The narrative structure of Old Man and the Sea is basically a chronological account of events stretching roughly four days. Such a narrative is structurally quite simple but the employment of the structural devices of framing and flashback widens the context and significance of the novella’s basic fishing tale. However, the two structural devices used are secondary to the fishing episode itself which forms the central structural block of the narration.
The central structural block of the narrative, which is an exponent of the man’s archetypal battle with the forces of nature bears testimony to Hemingway’s story-telling fecundity. By infusing suspense into the narrative, Hemingway entices the reader that remains hooked to the story trying to figure whether or not Santiago will make it back to the port with an intact marlin. This element of suspense creates a tension in the narrative that has been enhanced with a series of conflicts – Santiago’s will and intelligence pitted against the marlin instinct and power, Santiago’s protection of the marlin against the devouring sharks, his physical deterioration and against his mental resourcefulness, his hunter skill against his humane inclination and so on.
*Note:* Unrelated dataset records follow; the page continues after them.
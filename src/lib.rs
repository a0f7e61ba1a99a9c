//! Tactical analytics for sailing-race telemetry.
//!
//! We Race Afterguard turns an ordered stream of GPS and wind samples into
//! the derived numbers a race crew acts on. It is a pure computation
//! library: telemetry in, tactics out, with no I/O and no state kept between
//! calls.
//!
//! # Features
//!
//! - **Geodesic kernel**: haversine distance, bearings, and point projection
//! - **VMG**: progress toward a mark or along the wind axis
//! - **Laylines**: port and starboard closing courses to a mark
//! - **Maneuvers**: tack/gybe detection with efficiency scoring
//! - **Wind**: shift detection, pattern classification, next-shift advisory
//! - **Start line**: favored-end bias between the pin and the boat end
//! - **Polar**: actual-versus-target performance scoring
//!
//! # Quick Start
//!
//! ```rust
//! use afterguard::{Afterguard, TelemetrySample};
//! use chrono::{DateTime, TimeDelta};
//!
//! let start = DateTime::UNIX_EPOCH;
//! let samples: Vec<TelemetrySample> = (0..6i64)
//!     .map(|i| {
//!         let twa = if i < 3 { -45.0 } else { 45.0 };
//!         TelemetrySample::new(start + TimeDelta::seconds(i), -33.86, 151.23, 6.0, 40.0)
//!             .with_true_wind(twa, 14.0)
//!     })
//!     .collect();
//!
//! let analysis = Afterguard::new().analyze(&samples);
//! assert_eq!(analysis.maneuvers.len(), 1);
//! assert_eq!(analysis.duration_s, 5.0);
//! ```

// Core types and error handling
mod analyzer;
mod error;
#[cfg(any(test, feature = "benchmark"))]
pub mod test_utils;
pub mod types;

// Geodesic kernel
pub mod geo;

// Tactical analytics
pub mod layline;
pub mod maneuver;
pub mod polar;
pub mod startline;
pub mod vmg;
pub mod windshift;

// Core exports
pub use analyzer::{AnalysisConfig, SessionAnalysis, analyze_session};
pub use error::*;
pub use types::*;

// Analytics exports
pub use layline::{Layline, LaylineConfig, LaylinePair, Tack, project_laylines};
pub use maneuver::{ManeuverConfig, ManeuverEvent, ManeuverKind, detect_maneuvers};
pub use polar::{Interpolation, PolarTable, performance_pct, performance_pct_with};
pub use startline::{FavoredEnd, StartLineBias, distance_to_line_m, line_bias};
pub use vmg::{VmgResult, VmgTargets, compute_vmg, compute_vmg_series};
pub use windshift::{
    ForecastDirection, Lookback, PatternThresholds, ShiftForecast, ShiftKind, WindPattern,
    WindShiftConfig, WindShiftEvent, classify_pattern, detect_wind_shifts, forecast_next_shift,
};

/// Unified entry point carrying one [`AnalysisConfig`] across every analytic.
///
/// Each method is pure and takes `&self`, so one engine can be shared freely
/// across threads or sessions. The free functions in the analytics modules
/// remain available when only a single computation is needed.
///
/// # Examples
///
/// ## Whole-session analysis
/// ```rust
/// use afterguard::Afterguard;
///
/// let engine = Afterguard::new();
/// let analysis = engine.analyze(&[]);
/// assert!(analysis.maneuvers.is_empty());
/// ```
///
/// ## Laylines to a mark
/// ```rust
/// use afterguard::{Afterguard, Position};
///
/// # fn main() -> afterguard::Result<()> {
/// let engine = Afterguard::new();
/// let pair = engine.laylines(
///     Position::new(-33.8600, 151.2300)?,
///     Position::new(-33.8520, 151.2320)?,
///     10.0,
/// );
/// assert_eq!(pair.port.heading_deg, 52.0);
/// # Ok(())
/// # }
/// ```
#[derive(Debug, Clone, Default)]
pub struct Afterguard {
    config: AnalysisConfig,
}

impl Afterguard {
    /// Create an engine with the default configuration.
    pub fn new() -> Self {
        Self { config: AnalysisConfig::default() }
    }

    /// Create an engine with explicit tuning.
    ///
    /// # Example
    ///
    /// ```rust
    /// use afterguard::{Afterguard, AnalysisConfig, Interpolation};
    ///
    /// let config = AnalysisConfig::default().with_interpolation(Interpolation::Bilinear);
    /// let engine = Afterguard::with_config(config);
    /// assert_eq!(engine.config().interpolation, Interpolation::Bilinear);
    /// ```
    pub fn with_config(config: AnalysisConfig) -> Self {
        Self { config }
    }

    /// The engine's configuration.
    pub fn config(&self) -> &AnalysisConfig {
        &self.config
    }

    /// Run every analytic over an ordered session.
    ///
    /// See [`analyze_session`] for ordering requirements and the handling of
    /// samples without wind data.
    pub fn analyze(&self, samples: &[TelemetrySample]) -> SessionAnalysis {
        analyzer::analyze_session(samples, &self.config)
    }

    /// Velocity made good for one sample against a target heading.
    pub fn vmg(&self, sample: &TelemetrySample, target_heading_deg: f64) -> VmgResult {
        vmg::compute_vmg(sample, target_heading_deg, &self.config.vmg)
    }

    /// Velocity made good for every sample in a slice.
    pub fn vmg_series(
        &self,
        samples: &[TelemetrySample],
        target_heading_deg: f64,
    ) -> Vec<VmgResult> {
        vmg::compute_vmg_series(samples, target_heading_deg, &self.config.vmg)
    }

    /// Project the port and starboard laylines from a position.
    pub fn laylines(
        &self,
        position: Position,
        mark: Position,
        wind_direction_deg: f64,
    ) -> LaylinePair {
        layline::project_laylines(position, mark, wind_direction_deg, &self.config.layline)
    }

    /// Start-line bias between the pin and boat ends for a wind direction.
    pub fn line_bias(
        &self,
        pin: Position,
        boat_end: Position,
        wind_direction_deg: f64,
    ) -> StartLineBias {
        startline::line_bias(pin, boat_end, wind_direction_deg)
    }

    /// Actual-versus-target performance using the configured polar table.
    ///
    /// Without a configured table this reports 100 for any input.
    pub fn performance_pct(&self, actual_speed_kn: f64, tws_kn: f64, twa_deg: f64) -> f64 {
        polar::performance_pct_with(
            actual_speed_kn,
            tws_kn,
            twa_deg,
            self.config.polar.as_ref(),
            self.config.interpolation,
        )
    }
}
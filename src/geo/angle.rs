//! Heading and angle arithmetic
//!
//! Compass headings wrap at 360 and wind angles are signed around zero, so
//! naive subtraction produces 350-degree "turns" across north. Every angle
//! comparison in the engine goes through these helpers instead.

/// Normalize a heading in degrees into `[0, 360)`.
pub fn normalize_heading(deg: f64) -> f64 {
    ((deg % 360.0) + 360.0) % 360.0
}

/// Signed angular difference `a - b` in degrees, normalized into
/// `[-180, 180]`. A half-turn comes back as `180.0`.
///
/// Positive means `a` lies clockwise of `b`.
pub fn signed_difference(a: f64, b: f64) -> f64 {
    let diff = normalize_heading(a - b);
    if diff > 180.0 { diff - 360.0 } else { diff }
}

/// Wraparound-aware magnitude of the angle between two headings, `[0, 180]`.
pub fn absolute_difference(a: f64, b: f64) -> f64 {
    signed_difference(a, b).abs()
}
//! Tack and gybe detection.
//!
//! A maneuver shows up in the wind data as the true wind angle crossing zero:
//! the boat swings through the wind (or through dead downwind) and twa
//! changes sign between two adjacent fixes. Detection is edge-triggered on
//! that sign change; there is no modal state to get stuck in.
//!
//! Each detected crossing is scored against the distance the boat would have
//! covered at its average speed through the turn. The shortfall is the cost
//! of the maneuver; a slow tack that parks the boat scores a low efficiency.

use chrono::{DateTime, Utc};
use serde::{Deserialize, Serialize};
use tracing::debug;

use crate::geo::{self, absolute_difference};
use crate::types::TelemetrySample;
use crate::types::units::KNOTS_TO_MPS;

/// Maneuver classification.
#[derive(Debug, Clone, Copy, PartialEq, Eq, Serialize, Deserialize)]
#[cfg_attr(feature = "tauri", derive(specta::Type))]
pub enum ManeuverKind {
    /// Turn through the wind, bow crossing the eye
    Tack,
    /// Turn away from the wind, stern crossing the downwind axis
    Gybe,
}

impl ManeuverKind {
    pub fn as_str(&self) -> &'static str {
        match self {
            ManeuverKind::Tack => "tack",
            ManeuverKind::Gybe => "gybe",
        }
    }
}

/// One detected maneuver with its efficiency score.
#[derive(Debug, Clone, Copy, PartialEq, Serialize, Deserialize)]
#[cfg_attr(feature = "tauri", derive(specta::Type))]
pub struct ManeuverEvent {
    /// Time of the first fix on the new tack
    pub timestamp: DateTime<Utc>,
    /// Latitude of the first fix on the new tack
    pub lat: f64,
    /// Longitude of the first fix on the new tack
    pub lon: f64,
    pub kind: ManeuverKind,
    /// Course change across the crossing, degrees, wraparound-aware
    pub heading_change_deg: f64,
    /// Metres given up versus holding average speed through the turn;
    /// negative when the boat came out faster than it went in
    pub lost_distance_m: f64,
    /// Seconds between the two fixes bracketing the crossing
    pub time_in_irons_s: f64,
    /// Actual over expected distance, clamped to [0, 100]; 0 when the
    /// expected distance is 0
    pub efficiency_pct: f64,
}

/// Tunables for maneuver detection.
#[derive(Debug, Clone, Copy, PartialEq, Serialize, Deserialize)]
#[cfg_attr(feature = "tauri", derive(specta::Type))]
pub struct ManeuverConfig {
    /// Course changes at or above this magnitude classify as a gybe.
    ///
    /// A tack swings the bow through roughly twice the tacking angle
    /// (~90 degrees); a gybe on hot downwind angles swings 150 or more.
    /// The default sits between the two signatures.
    pub gybe_min_heading_change_deg: f64,
}

impl Default for ManeuverConfig {
    fn default() -> Self {
        Self { gybe_min_heading_change_deg: 120.0 }
    }
}

impl ManeuverConfig {
    /// Override the tack/gybe classification boundary.
    pub fn with_gybe_min_heading_change_deg(mut self, deg: f64) -> Self {
        self.gybe_min_heading_change_deg = deg;
        self
    }
}

/// Sign of a true wind angle for crossing detection.
///
/// Zero counts as starboard, so a run like `-5, 0, 5` crosses exactly once.
fn twa_sign(twa: f64) -> i8 {
    if twa < 0.0 { -1 } else { 1 }
}

/// Detect and score every maneuver in an ordered sample sequence.
///
/// Samples without a true wind angle are skipped without resetting detection,
/// so a dropout in the middle of a tack still yields one event spanning the
/// gap. Events come back in input order.
pub fn detect_maneuvers(
    samples: &[TelemetrySample],
    config: &ManeuverConfig,
) -> Vec<ManeuverEvent> {
    let mut events = Vec::new();
    let mut last_wind: Option<(&TelemetrySample, f64)> = None;

    for sample in samples {
        let Some(twa) = sample.twa else { continue };
        if let Some((prev, prev_twa)) = last_wind {
            if twa_sign(prev_twa) != twa_sign(twa) {
                let event = score_crossing(prev, sample, config);
                debug!(
                    "{} at {}: {:.0} deg course change, {:.1}% efficiency, {:.1}m lost",
                    event.kind.as_str(),
                    event.timestamp,
                    event.heading_change_deg,
                    event.efficiency_pct,
                    event.lost_distance_m
                );
                events.push(event);
            }
        }
        last_wind = Some((sample, twa));
    }
    events
}

fn score_crossing(
    prev: &TelemetrySample,
    sample: &TelemetrySample,
    config: &ManeuverConfig,
) -> ManeuverEvent {
    let time_in_irons_s =
        (sample.timestamp - prev.timestamp).num_milliseconds() as f64 / 1000.0;
    let mean_sog = (prev.sog + sample.sog) / 2.0;
    let expected_distance_m = mean_sog * KNOTS_TO_MPS * time_in_irons_s;
    let actual_distance_m = geo::distance_m(prev.lat, prev.lon, sample.lat, sample.lon);
    let lost_distance_m = expected_distance_m - actual_distance_m;

    let efficiency_pct = if expected_distance_m > 0.0 {
        (actual_distance_m / expected_distance_m * 100.0).clamp(0.0, 100.0)
    } else {
        0.0
    };

    let heading_change_deg = absolute_difference(prev.cog, sample.cog);
    let kind = if heading_change_deg >= config.gybe_min_heading_change_deg {
        ManeuverKind::Gybe
    } else {
        ManeuverKind::Tack
    };

    ManeuverEvent {
        timestamp: sample.timestamp,
        lat: sample.lat,
        lon: sample.lon,
        kind,
        heading_change_deg,
        lost_distance_m,
        time_in_irons_s,
        efficiency_pct,
    }
}
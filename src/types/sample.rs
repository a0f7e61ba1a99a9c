//! Telemetry sample type

use chrono::{DateTime, Utc};
use serde::{Deserialize, Serialize};

use super::Position;

/// One GPS/wind fix.
///
/// This is the fundamental data unit that flows through the engine. Every
/// analysis consumes an ordered slice of these and nothing else; the derived
/// values (VMG, maneuvers, shifts, bias, performance) are all computed fresh
/// from it.
///
/// Wind fields are optional because not every boat carries a wind sensor.
/// Analyses that need wind treat `None` as "cannot compute" and skip the
/// sample rather than assuming zero.
#[derive(Debug, Clone, PartialEq, Serialize, Deserialize)]
#[cfg_attr(feature = "tauri", derive(specta::Type))]
pub struct TelemetrySample {
    /// Fix time, UTC. Sequences must be ordered by non-decreasing timestamp;
    /// duplicates are tolerated.
    pub timestamp: DateTime<Utc>,
    /// Latitude, degrees WGS84
    pub lat: f64,
    /// Longitude, degrees WGS84
    pub lon: f64,
    /// Speed over ground, knots, >= 0
    pub sog: f64,
    /// Course over ground, degrees true, [0, 360)
    pub cog: f64,
    /// Compass heading, degrees true
    #[serde(default)]
    pub hdg: Option<f64>,
    /// Apparent wind angle, signed degrees, port negative / starboard positive
    #[serde(default)]
    pub awa: Option<f64>,
    /// Apparent wind speed, knots
    #[serde(default)]
    pub aws: Option<f64>,
    /// True wind angle, signed degrees, port negative / starboard positive
    #[serde(default)]
    pub twa: Option<f64>,
    /// True wind speed, knots
    #[serde(default)]
    pub tws: Option<f64>,
}

impl TelemetrySample {
    /// Create a sample carrying only the GPS-derived fields.
    pub fn new(timestamp: DateTime<Utc>, lat: f64, lon: f64, sog: f64, cog: f64) -> Self {
        Self {
            timestamp,
            lat,
            lon,
            sog,
            cog,
            hdg: None,
            awa: None,
            aws: None,
            twa: None,
            tws: None,
        }
    }

    /// Attach true wind angle and speed.
    pub fn with_true_wind(mut self, twa: f64, tws: f64) -> Self {
        self.twa = Some(twa);
        self.tws = Some(tws);
        self
    }

    /// Attach apparent wind angle and speed.
    pub fn with_apparent_wind(mut self, awa: f64, aws: f64) -> Self {
        self.awa = Some(awa);
        self.aws = Some(aws);
        self
    }

    /// Attach a compass heading.
    pub fn with_heading(mut self, hdg: f64) -> Self {
        self.hdg = Some(hdg);
        self
    }

    /// The fix location as a [`Position`].
    ///
    /// Sample coordinates come from the upstream GPS pipeline and are trusted
    /// as-is; marks and other caller-entered coordinates go through the
    /// validating [`Position::new`] instead.
    pub fn position(&self) -> Position {
        Position::new_unchecked(self.lat, self.lon)
    }
}
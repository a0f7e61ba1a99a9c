//! Whole-session analysis.
//!
//! Bundles every analytic's tuning into one [`AnalysisConfig`] and runs the
//! full pipeline over a session in a single call. The individual analytics
//! stay public and independently callable; this module is the layer product
//! code reaches for first when it has a complete track in hand.

use serde::{Deserialize, Serialize};
use tracing::debug;

use crate::geo;
use crate::layline::LaylineConfig;
use crate::maneuver::{self, ManeuverConfig, ManeuverEvent};
use crate::polar::{self, Interpolation, PolarTable};
use crate::types::TelemetrySample;
use crate::vmg::VmgTargets;
use crate::windshift::{
    self, PatternThresholds, ShiftForecast, WindPattern, WindShiftConfig, WindShiftEvent,
};

/// Tuning for every analytic in one place.
///
/// The default configuration is a sensible generic keelboat setup with no
/// polar table, so performance scoring reports 100 until calibration data is
/// supplied.
#[derive(Debug, Clone, PartialEq, Default, Serialize, Deserialize)]
#[cfg_attr(feature = "tauri", derive(specta::Type))]
pub struct AnalysisConfig {
    pub vmg: VmgTargets,
    pub layline: LaylineConfig,
    pub maneuver: ManeuverConfig,
    pub wind_shift: WindShiftConfig,
    pub pattern: PatternThresholds,
    /// Polar table for performance scoring
    #[serde(default)]
    pub polar: Option<PolarTable>,
    pub interpolation: Interpolation,
}

impl AnalysisConfig {
    /// Attach a polar table for performance scoring.
    pub fn with_polar(mut self, polar: PolarTable) -> Self {
        self.polar = Some(polar);
        self
    }

    /// Override the polar lookup mode.
    pub fn with_interpolation(mut self, interpolation: Interpolation) -> Self {
        self.interpolation = interpolation;
        self
    }
}

/// Everything the engine derives from one session in one pass.
#[derive(Debug, Clone, PartialEq, Serialize, Deserialize)]
#[cfg_attr(feature = "tauri", derive(specta::Type))]
pub struct SessionAnalysis {
    /// Detected tacks and gybes, in input order
    pub maneuvers: Vec<ManeuverEvent>,
    /// Detected wind shifts, in input order
    pub wind_shifts: Vec<WindShiftEvent>,
    /// Aggregate wind pattern over the whole session
    pub wind_pattern: WindPattern,
    /// Advisory next-shift call derived from the pattern
    pub forecast: ShiftForecast,
    /// Track length summed over consecutive fixes, metres
    pub distance_sailed_m: f64,
    /// Wall time from first to last fix, seconds
    pub duration_s: f64,
    /// Mean maneuver efficiency; `None` when no maneuvers were detected
    pub mean_maneuver_efficiency_pct: Option<f64>,
    /// Mean polar performance over wind-bearing samples; `None` without a
    /// polar table or without wind data
    pub mean_performance_pct: Option<f64>,
}

/// Run every analytic over an ordered session.
///
/// Samples must be ordered by non-decreasing timestamp; each analytic applies
/// its own handling for missing wind fields.
///
/// Shift detection compares raw signed twa, so tacking itself registers as a
/// large shift at each crossing. For a clean read of the breeze over a leg,
/// run the analysis on that leg's samples alone.
pub fn analyze_session(samples: &[TelemetrySample], config: &AnalysisConfig) -> SessionAnalysis {
    let maneuvers = maneuver::detect_maneuvers(samples, &config.maneuver);
    let wind_shifts = windshift::detect_wind_shifts(samples, &config.wind_shift);
    let wind_pattern = windshift::classify_pattern(&wind_shifts, &config.pattern);
    let forecast = windshift::forecast_next_shift(&wind_shifts, wind_pattern);

    let distance_sailed_m = samples
        .windows(2)
        .map(|pair| geo::distance_m(pair[0].lat, pair[0].lon, pair[1].lat, pair[1].lon))
        .sum();

    let duration_s = match (samples.first(), samples.last()) {
        (Some(first), Some(last)) => {
            (last.timestamp - first.timestamp).num_milliseconds() as f64 / 1000.0
        }
        _ => 0.0,
    };

    let mean_maneuver_efficiency_pct = mean(maneuvers.iter().map(|m| m.efficiency_pct));
    let mean_performance_pct = config.polar.as_ref().and_then(|table| {
        mean(samples.iter().filter_map(|sample| {
            let tws = sample.tws?;
            let twa = sample.twa?;
            Some(polar::performance_pct_with(
                sample.sog,
                tws,
                twa,
                Some(table),
                config.interpolation,
            ))
        }))
    });

    debug!(
        "session analyzed: {} samples over {:.0} s, {:.0} m sailed, {} maneuvers, {} shifts, {} air",
        samples.len(),
        duration_s,
        distance_sailed_m,
        maneuvers.len(),
        wind_shifts.len(),
        wind_pattern.as_str()
    );

    SessionAnalysis {
        maneuvers,
        wind_shifts,
        wind_pattern,
        forecast,
        distance_sailed_m,
        duration_s,
        mean_maneuver_efficiency_pct,
        mean_performance_pct,
    }
}

fn mean(values: impl Iterator<Item = f64>) -> Option<f64> {
    let mut sum = 0.0;
    let mut count = 0usize;
    for value in values {
        sum += value;
        count += 1;
    }
    (count > 0).then(|| sum / count as f64)
}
The employment of these binaries in the chief structural block of the narrative makes the novella engaging and adds richness and uniqueness to the archetypal trope used by Hemingway.
Another feature of the narration of Santiago’s experience is the structural quantification with which Hemingway’s renders it. Hemingway has maintained a steady tattoo of numbers throughout the fishing portion of the novella. Santiago sets out four baits into the sea at the depths of 75, 100 and 175 fathoms. Manolin brought to him two fresh tuna and two dolphins swam around the boat on the first night. Santiago promises ten and then a hundred Hail Marys while pulling in the circling marlin on the third day and he sat down five times with his mast before reaching his hut. Critics view the number patterns in the narrative as an individual representation of a universal theme of human beings battling with nature.
The part of the narrative before and after Santiago’s venturing out in the sea, forms the frame that encloses the central fishing story. A frame is a structural device that adds a second layer of meaning to a narrative. Santiago’s three day exploit with the marlin in the Gulf Stream has an independent meaning of a man’s struggle with nature. This struggle, however, acquires significant social meanings when Santiago’s conversations with Manolin are added at the beginning and the end of the fishing tale as a frame. The full signification of Santiago’s act of bringing home the long white carcass of the marlin can only be understood when kept within the structural device of the frame. The narrative frame pointedly tells us about the younger fishermen who made fun of Santiago for his incapability of catching a fish for eighty-four days and older fishermen who considered the old man as a has-been by casting sympathetic glances in his direction. By returning with the great carcass of the marlin Santiago proved his prowess, skill and superiority over the disparaging young fishermen and the older ones alike.
The opening paragraph of the frame makes it clear that after forty fishless days, Santiago’s disciple Manolin’s father had concluded that the old man was unlucky and had ordered Manolin to fish with a different fisherman. This information revealed in the framing adds a whole significance to Santiago’s act of bringing the carcass home. It is to re-establish his credential as a fisherman par excellence under whose tutelage Manolin must fish; in the eyes of Manolin’s father. Santiago’s status a superior teacher is doubly confirmed in the end frame when upon being enquired by Santiago, Manolin confesses that his boat caught mere small Frys in comparison to Santiago’s giant.
Another important structural device is the flashbacks through which Hemingway sheds light upon the complete character of Santiago. Two detailed flashbacks presented as memories disrupt the central narrative – Santiago’s arm wrestling episode with the great Negro from Cienfuegos and his recall of the mated marlin that his fishing separated.
The flashback of Santiago’s arm wrestling episode which he recalls for a boost of confidence makes the readers notice a double strain of fraternal benevolence and egotism in the protagonist’s character. Santiago’s fraternal ethic has been established in the central narrative by the deep admiration and respect that the fisherman felt for the marlin. The arm wrestling flashback reveals Santiago indulging in the memory of his glory days. This indulgence is at odds with the picture that the central narrative draws of him as a humble old man who had attained dignity. If he had truly attained a state of dignity and humility then he would have looked back at the episode with disgust or amusement at the youthful folly of younger days, not with fond remembrance. Hence we see how this flashback adds a complexity to Santiago’s character by attributing to it both a fraternal as well as a competitive ethic.
The second flashback of how a mated male marlin had stayed all throughout the desperate fight of its female mate as Santiago clubbed and killed her, reveals the sentimentalism of the old man as he branded it as the saddest thing he ever saw. This flashback shows that Santiago is a sentimentalist who assigns unwarranted or excessive emotions to creatures and objects. His sentimentality is evident in the domestic drama he finds in the episode by equating the mating habits of the marlin with that of humans when in reality female marlins are broadcast spawners with multiple mates and an experienced fisherman such as himself would be knowing that.
The narrative structure of Old Man and the Sea is indeed simple with only two devices of framing and flashback. However, it is because of this basic structure that the novella does not make any demands on the reader that intricate fictions do and in turn touches them with an unperturbed intensity.